Now officially opened as Garcia’s, the spacious bar features impressive and rare Dead and Garcia items: one of Garcia’s banjos, a bronze sculpture of his hand (donated by philanthropist and Dead fan Scott Brittingham), rare photographs, including vintage never-before-seen shots from famed music/fashion photographer Roberto Robanne, who met Garcia in 1966 and had unlimited access to Garcia and the Dead. The items are displayed throughout the perimeter of the room and glow in spot lighting, subtle and simple, but with a reverence.

"More than any one artist, Jerry Garcia evokes the spirit of The Cap," said Shapiro before the premiere. And the jam band music legend loved the theatre too. The Dead performed there 18 times in 1970-71 alone. Jerry Garcia once said: "There's only two theaters that are set up pretty groovy all around for music - The Fillmore and the Capitol Theatre." 

The Cap team of managers has been waiting to open the bar since the theatre opened last fall, but zoning issues held up the process. “We definitely wanted to have something of Garcia’s here,” said Bar Operations Manager Diego Pardo, who became a Dead fan since he started at the Cap. “I relaxed and became a fan of Jerry. I like the whole vibe, the culture of the people, the length of the songs.”

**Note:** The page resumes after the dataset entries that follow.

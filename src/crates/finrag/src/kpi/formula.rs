//! Arithmetic formulas over named inputs.
//!
//! ```text
//! expr   := term   (("+" | "-") term)*
//! term   := factor (("*" | "/") factor)*
//! factor := number | ident | "(" expr ")" | "-" factor
//! ```

use std::collections::{BTreeSet, HashMap};
use std::fmt;

use crate::error::{FinragError, Result};

#[derive(Debug, Clone, Copy, PartialEq, Eq)]
enum Op {
    Add,
    Sub,
    Mul,
    Div,
}

#[derive(Debug, Clone, PartialEq)]
enum Expr {
    Num(f64),
    Var(String),
    Neg(Box<Expr>),
    Bin(Op, Box<Expr>, Box<Expr>),
}

/// Why a formula could not be evaluated
#[derive(Debug, Clone, PartialEq)]
pub enum EvalError {
    /// Inputs without a value, sorted
    Missing(Vec<String>),
    DivisionByZero,
}

impl fmt::Display for EvalError {
    fn fmt(&self, f: &mut fmt::Formatter<'_>) -> fmt::Result {
        match self {
            EvalError::Missing(names) => write!(f, "missing inputs: {}", names.join(", ")),
            EvalError::DivisionByZero => write!(f, "division by zero"),
        }
    }
}

/// A parsed formula
#[derive(Debug, Clone, PartialEq)]
pub struct Formula {
    source: String,
    expr: Expr,
}

impl Formula {
    pub fn parse(source: &str) -> Result<Self> {
        let tokens = tokenize(source)?;
        let mut parser = Parser {
            source,
            tokens,
            pos: 0,
        };
        let expr = parser.expr()?;
        if parser.pos != parser.tokens.len() {
            return Err(parser.error("trailing input"));
        }
        Ok(Self {
            source: source.to_string(),
            expr,
        })
    }

    pub fn source(&self) -> &str {
        &self.source
    }

    /// Identifiers the formula reads
    pub fn variables(&self) -> BTreeSet<String> {
        let mut vars = BTreeSet::new();
        collect_vars(&self.expr, &mut vars);
        vars
    }

    pub fn evaluate(&self, values: &HashMap<String, f64>) -> std::result::Result<f64, EvalError> {
        let missing: Vec<String> = self
            .variables()
            .into_iter()
            .filter(|v| !values.contains_key(v))
            .collect();
        if !missing.is_empty() {
            return Err(EvalError::Missing(missing));
        }
        eval(&self.expr, values)
    }
}

fn collect_vars(expr: &Expr, vars: &mut BTreeSet<String>) {
    match expr {
        Expr::Num(_) => {}
        Expr::Var(name) => {
            vars.insert(name.clone());
        }
        Expr::Neg(inner) => collect_vars(inner, vars),
        Expr::Bin(_, lhs, rhs) => {
            collect_vars(lhs, vars);
            collect_vars(rhs, vars);
        }
    }
}

fn eval(expr: &Expr, values: &HashMap<String, f64>) -> std::result::Result<f64, EvalError> {
    Ok(match expr {
        Expr::Num(n) => *n,
        Expr::Var(name) => *values
            .get(name)
            .ok_or_else(|| EvalError::Missing(vec![name.clone()]))?,
        Expr::Neg(inner) => -eval(inner, values)?,
        Expr::Bin(op, lhs, rhs) => {
            let (a, b) = (eval(lhs, values)?, eval(rhs, values)?);
            match op {
                Op::Add => a + b,
                Op::Sub => a - b,
                Op::Mul => a * b,
                Op::Div if b == 0.0 => return Err(EvalError::DivisionByZero),
                Op::Div => a / b,
            }
        }
    })
}

#[derive(Debug, Clone, PartialEq)]
enum Token {
    Num(f64),
    Ident(String),
    Op(char),
    Open,
    Close,
}

fn tokenize(source: &str) -> Result<Vec<Token>> {
    let mut tokens = Vec::new();
    let chars: Vec<char> = source.chars().collect();
    let mut i = 0;
    while i < chars.len() {
        let c = chars[i];
        match c {
            c if c.is_whitespace() => i += 1,
            '+' | '-' | '*' | '/' => {
                tokens.push(Token::Op(c));
                i += 1;
            }
            '(' => {
                tokens.push(Token::Open);
                i += 1;
            }
            ')' => {
                tokens.push(Token::Close);
                i += 1;
            }
            c if c.is_ascii_digit() || c == '.' => {
                let start = i;
                while i < chars.len() && (chars[i].is_ascii_digit() || chars[i] == '.') {
                    i += 1;
                }
                let text: String = chars[start..i].iter().collect();
                let number = text.parse().map_err(|_| {
                    FinragError::Kpi(format!("bad number '{text}' in formula '{source}'"))
                })?;
                tokens.push(Token::Num(number));
            }
            c if c.is_ascii_alphabetic() || c == '_' => {
                let start = i;
                while i < chars.len() && (chars[i].is_ascii_alphanumeric() || chars[i] == '_') {
                    i += 1;
                }
                tokens.push(Token::Ident(chars[start..i].iter().collect()));
            }
            other => {
                return Err(FinragError::Kpi(format!(
                    "unexpected '{other}' in formula '{source}'"
                )))
            }
        }
    }
    Ok(tokens)
}

struct Parser<'a> {
    source: &'a str,
    tokens: Vec<Token>,
    pos: usize,
}

impl Parser<'_> {
    fn error(&self, reason: &str) -> FinragError {
        FinragError::Kpi(format!("{reason} at token {} of formula '{}'", self.pos, self.source))
    }

    fn peek_op(&self) -> Option<char> {
        match self.tokens.get(self.pos) {
            Some(Token::Op(op)) => Some(*op),
            _ => None,
        }
    }

    fn expr(&mut self) -> Result<Expr> {
        let mut lhs = self.term()?;
        while let Some(op @ ('+' | '-')) = self.peek_op() {
            self.pos += 1;
            let rhs = self.term()?;
            let op = if op == '+' { Op::Add } else { Op::Sub };
            lhs = Expr::Bin(op, Box::new(lhs), Box::new(rhs));
        }
        Ok(lhs)
    }

    fn term(&mut self) -> Result<Expr> {
        let mut lhs = self.factor()?;
        while let Some(op @ ('*' | '/')) = self.peek_op() {
            self.pos += 1;
            let rhs = self.factor()?;
            let op = if op == '*' { Op::Mul } else { Op::Div };
            lhs = Expr::Bin(op, Box::new(lhs), Box::new(rhs));
        }
        Ok(lhs)
    }

    fn factor(&mut self) -> Result<Expr> {
        let token = self.tokens.get(self.pos).cloned();
        self.pos += 1;
        match token {
            Some(Token::Num(n)) => Ok(Expr::Num(n)),
            Some(Token::Ident(name)) => Ok(Expr::Var(name)),
            Some(Token::Op('-')) => Ok(Expr::Neg(Box::new(self.factor()?))),
            Some(Token::Open) => {
                let inner = self.expr()?;
                match self.tokens.get(self.pos) {
                    Some(Token::Close) => {
                        self.pos += 1;
                        Ok(inner)
                    }
                    _ => Err(self.error("expected ')'")),
                }
            }
            _ => Err(self.error("expected a number, name or '('")),
        }
    }
}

 Over the last four months, Cap owner Shapiro worked with Garcia’s family for their blessing and participation in creating the bar in honor of the famous singer and guitarist, Pardo said. Trixie Garcia, the music legend’s daughter, announced the partnership during the last night of a nine-show Furthur run on April 25.

"We chose to launch this idea at the Capitol because of its long and illustrious history with the Grateful Dead and the jam scene," Trixie said. "We hope that it becomes a hub for the community to share stories and continue to build lifelong memories and friendships,” Trixie said.

In honor of the Grateful Dead vibe and its fans, Cap managers said they wanted to keep the bar low-key, as a supplement to the theatre. Music lovers can expect a mix of some local and possibly national acts.

Garcia’s will be open Sunday through Thursday from 5 p.m. to 2 a.m. and Friday and Saturdays from 5 p.m. to 3 a.m.